Dengan cepat wanita itu menyadari keberadaan aku dan kami bersitatap beberapa detik. Tampak wanita itu mengerutka keningnya, bertanya-tanya siapa aku, dan mengapa aku di rumah Nabil?.

"Dia siapa?" Tanya wanita itu jemudian, sebuah pertanyaan yang sudah aku duga sebelumnya akan meluncur dari mulutnya.

"Ohhh, Dia teman sekelas aku. Namanya Nabila, dia tetangga aku juga, makanya lagi main di sini" Tampak wanita itu menganggukkan kepalanya, berusaha mencerna ucapan Nabil.

"Duduk sini kak" Wanita itu menepuk sofa di sebelahnya, meminta aku untuk duduk di sana. Dan tunggu, kak?. Tua amat dah, jelas-jelas kita seumuran.

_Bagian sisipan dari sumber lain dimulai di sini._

use crate::models::ApiError;
use axum::{
    Json,
    body::Body,
    extract::State,
    http::{self, Request, StatusCode, header::HeaderValue},
    middleware::Next,
    response::{IntoResponse, Response},
};
use std::{collections::HashMap, convert::Infallible, env, sync::Arc, time::Instant};
use tokio::sync::Mutex;
use tracing::{info, warn};

#[derive(Clone)]
pub struct AuthState {
    keys: Arc<HashMap<String, String>>,
    limiter: Arc<RateLimiter>,
}

/// The org resolved from the presented API key; attached as a request
/// extension for handlers to log against.
#[derive(Clone, Debug)]
pub struct AuthContext {
    pub org_id: String,
}

impl AuthState {
    pub fn from_env() -> Self {
        Self {
            keys: Arc::new(load_keys_from_env()),
            limiter: Arc::new(RateLimiter::from_env()),
        }
    }

    fn authenticate(&self, presented: &str) -> Option<AuthContext> {
        self.keys.get(presented).map(|org_id| AuthContext {
            org_id: org_id.clone(),
        })
    }
}

pub async fn require_api_auth(
    State(state): State<AuthState>,
    mut request: Request<Body>,
    next: Next,
) -> Result<Response, Infallible> {
    let Some(presented) = extract_api_key(request.headers()) else {
        return Ok(error_response(
            StatusCode::UNAUTHORIZED,
            "missing_api_key",
            "Provide X-Crosslist-Key or a Bearer token",
        ));
    };
    let Some(context) = state.authenticate(&presented) else {
        return Ok(error_response(
            StatusCode::UNAUTHORIZED,
            "invalid_api_key",
            "Key not recognized",
        ));
    };

    match state.limiter.consume(&context.org_id).await {
        Ok(remaining) => {
            request.extensions_mut().insert(context);
            let mut response = next.run(request).await;
            set_header(response.headers_mut(), "X-RateLimit-Remaining", remaining);
            Ok(response)
        }
        Err(retry_after) => {
            let mut response = error_response(
                StatusCode::TOO_MANY_REQUESTS,
                "rate_limited",
                "Too many requests",
            );
            set_header(response.headers_mut(), "Retry-After", retry_after);
            set_header(response.headers_mut(), "X-RateLimit-Remaining", 0);
            Ok(response)
        }
    }
}

fn extract_api_key(headers: &http::HeaderMap) -> Option<String> {
    if let Some(value) = headers.get(http::header::AUTHORIZATION)
        && let Ok(raw) = value.to_str()
        && raw.len() >= 7
        && raw[..6].eq_ignore_ascii_case("bearer")
    {
        return Some(raw[6..].trim().to_string());
    }
    headers
        .get("X-Crosslist-Key")
        .and_then(|value| value.to_str().ok())
        .map(|value| value.trim().to_string())
        .filter(|value| !value.is_empty())
}

fn error_response(status: StatusCode, code: &str, message: &str) -> Response {
    let payload = ApiError {
        error: code.to_string(),
        detail: Some(message.to_string()),
    };
    (status, Json(payload)).into_response()
}

fn set_header(headers: &mut http::HeaderMap, name: &'static str, value: u64) {
    headers.insert(
        name,
        HeaderValue::from_str(&value.to_string()).unwrap_or_else(|_| HeaderValue::from_static("0")),
    );
}

/// `CROSSLIST_API_KEYS` holds comma-separated `org:key` pairs; the map is
/// keyed by the secret.
fn load_keys_from_env() -> HashMap<String, String> {
    let raw = env::var("CROSSLIST_API_KEYS").unwrap_or_else(|_| "demo-org:demo-key".to_string());
    let mut entries = HashMap::new();
    for token in raw.split(',') {
        let trimmed = token.trim();
        if trimmed.is_empty() {
            continue;
        }
        let mut parts = trimmed.splitn(2, ':');
        let org = parts.next().map(str::trim).filter(|s| !s.is_empty());
        let key = parts.next().map(str::trim).filter(|s| !s.is_empty());
        match (org, key) {
            (Some(org), Some(secret)) => {
                entries.insert(secret.to_string(), org.to_string());
            }
            _ => warn!(
                target = "crosslist.api",
                "ignored malformed CROSSLIST_API_KEYS entry: {trimmed}"
            ),
        }
    }
    if entries.is_empty() {
        warn!(
            target = "crosslist.api",
            "CROSSLIST_API_KEYS produced no keys; falling back to demo credentials"
        );
        entries.insert("demo-key".to_string(), "demo-org".to_string());
    } else {
        info!(
            target = "crosslist.api",
            key_count = entries.len(),
            "loaded API keys from env"
        );
    }
    entries
}

/// Per-org token bucket. The marketplace APIs set the real rate limits; this
/// only keeps one org from monopolizing the worker.
struct RateLimiter {
    rate_per_sec: f64,
    capacity: f64,
    buckets: Mutex<HashMap<String, Bucket>>,
}

struct Bucket {
    tokens: f64,
    refilled: Instant,
}

impl RateLimiter {
    fn from_env() -> Self {
        let rate_per_sec = env::var("RATE_LIMIT_PER_SEC")
            .ok()
            .and_then(|value| value.parse::<f64>().ok())
            .filter(|value| *value > 0.0)
            .unwrap_or(5.0);
        let capacity = env::var("RATE_LIMIT_CAPACITY")
            .ok()
            .and_then(|value| value.parse::<f64>().ok())
            .filter(|value| *value >= 1.0)
            .unwrap_or(10.0);
        Self {
            rate_per_sec,
            capacity,
            buckets: Mutex::new(HashMap::new()),
        }
    }

    /// Ok(remaining tokens) or Err(seconds until a token frees up).
    async fn consume(&self, org_id: &str) -> Result<u64, u64> {
        let mut guard = self.buckets.lock().await;
        let now = Instant::now();
        let bucket = guard.entry(org_id.to_string()).or_insert_with(|| Bucket {
            tokens: self.capacity,
            refilled: now,
        });

        let elapsed = now.duration_since(bucket.refilled).as_secs_f64();
        if elapsed > 0.0 {
            bucket.tokens = (bucket.tokens + elapsed * self.rate_per_sec).min(self.capacity);
            bucket.refilled = now;
        }

        if bucket.tokens >= 1.0 {
            bucket.tokens -= 1.0;
            Ok(bucket.tokens.floor() as u64)
        } else {
            let deficit = 1.0 - bucket.tokens;
            Err((deficit / self.rate_per_sec).ceil().max(1.0) as u64)
        }
    }
}

#[cfg(test)]
mod tests {
    use super::*;

    #[tokio::test]
    async fn bucket_drains_and_rejects() {
        let limiter = RateLimiter {
            rate_per_sec: 1.0,
            capacity: 2.0,
            buckets: Mutex::new(HashMap::new()),
        };
        assert!(limiter.consume("org-a").await.is_ok());
        assert!(limiter.consume("org-a").await.is_ok());
        let retry = limiter.consume("org-a").await.expect_err("exhausted");
        assert!(retry >= 1);
        // a different org has its own bucket
        assert!(limiter.consume("org-b").await.is_ok());
    }
}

Dasar cewek aneh.

"Nab kenalin ini Diva" Ucap Nabil memperkenalkan cewek itu kepadaku.

"Hay kak, aku Diva" Sapanya sambil mengulurkan tangan berniat untuk mengajakku bersalaman.

"Nabila" Ucapku singkat dan menyambut uluran tangan itu.

"Lo umur berapa sih?"

"Dia anak kelas sepuluh Nab. Keknya udah pantes dipanggil anak kelas sebelas dah hahaha" Nabil tertawa.

"Hahaha, bisa aja" Diva ikut tertawa, tampak sangat akrab dengan Nabil, seperti halnya aku dan Nabil yang dulu. Nabil yang selalu menjemputku untuk sekolah dan juga mengantarku pulang, dan Nabil yang selalu ada untukku.

Tapi entah mengapa Nabil sekarang terasa sangat jauh dariku, walau rumahnya tetap dekat dari rumahku, dan juga ia masih bersekolah di Bina Bangsa bahkan kami masih satu kelas.

Tapi aku merasakan semuanya, Nabil yang di depanku sekarang bukanlah Nabilku yang dulu, dia hanya raga yang sama tapi bukan jiwanya yang lama.

Andai saja perasaan Nabil untukku waktu itu tidak pernah ada, mungkin Nabilku tetap ada. Nabilku tidak akan hilang. Bahkan sekarang mungkin tidak akan ada Diva di sini, di rumah Nabil. Hanya aku yang boleh bermain di sini, bersama bunda, Bintang, ataupun bik Ina.

"Bil, gue pulang dulu" Aku langsung bangkit dan tidak tahan lagi untuk meninggalkan tempat itu dan ingin segera menemui kedua temanku yang mungkin masih sibuk makan pop korn sambil nobar dirumah Karin.

Tidak ada gunanya aku di sana, dia bukan Nabil yang aku kenal, aku ingin Nabilku kembali!!

Terkesan egois, tapi entah mengapa hati kecilku memberontak tidak sudi jika Diva mengambil Nabilku. Nabil tidak boleh dengan wanita lain selain aku, hanya aku dan aku, tidak ada yang lain.

***

Tiga hari sudah aku lewatkan di rumah Karin, untuk tiga hari itu juga Karin berusaha keras untuk mengembalikan sosok diriku yang dulu.

"Nab, galau itu bukan lo banget. Lo sendiri yang bilang ke gue sama Ica kalo di kamus lo gada yang namanya galau" Karin mejelaskan sambil menggerakkan tangannya seperti tengah presentasi di depan kelas.

"Ini bukan cuma masalah Yudha Rin, ini masalah Nabil juga" Aku akhirnya berani memutuskan untuk bercerita kepada kedua temanku itu setelah aku pertimbangkan.

"Nabil?, ada masalah apa lagi lo sama si nolep?" Tanya Ica yang tiba-tiba tertarik dengan topik pembicaraanku dan langsung mengabaikan ponselnya.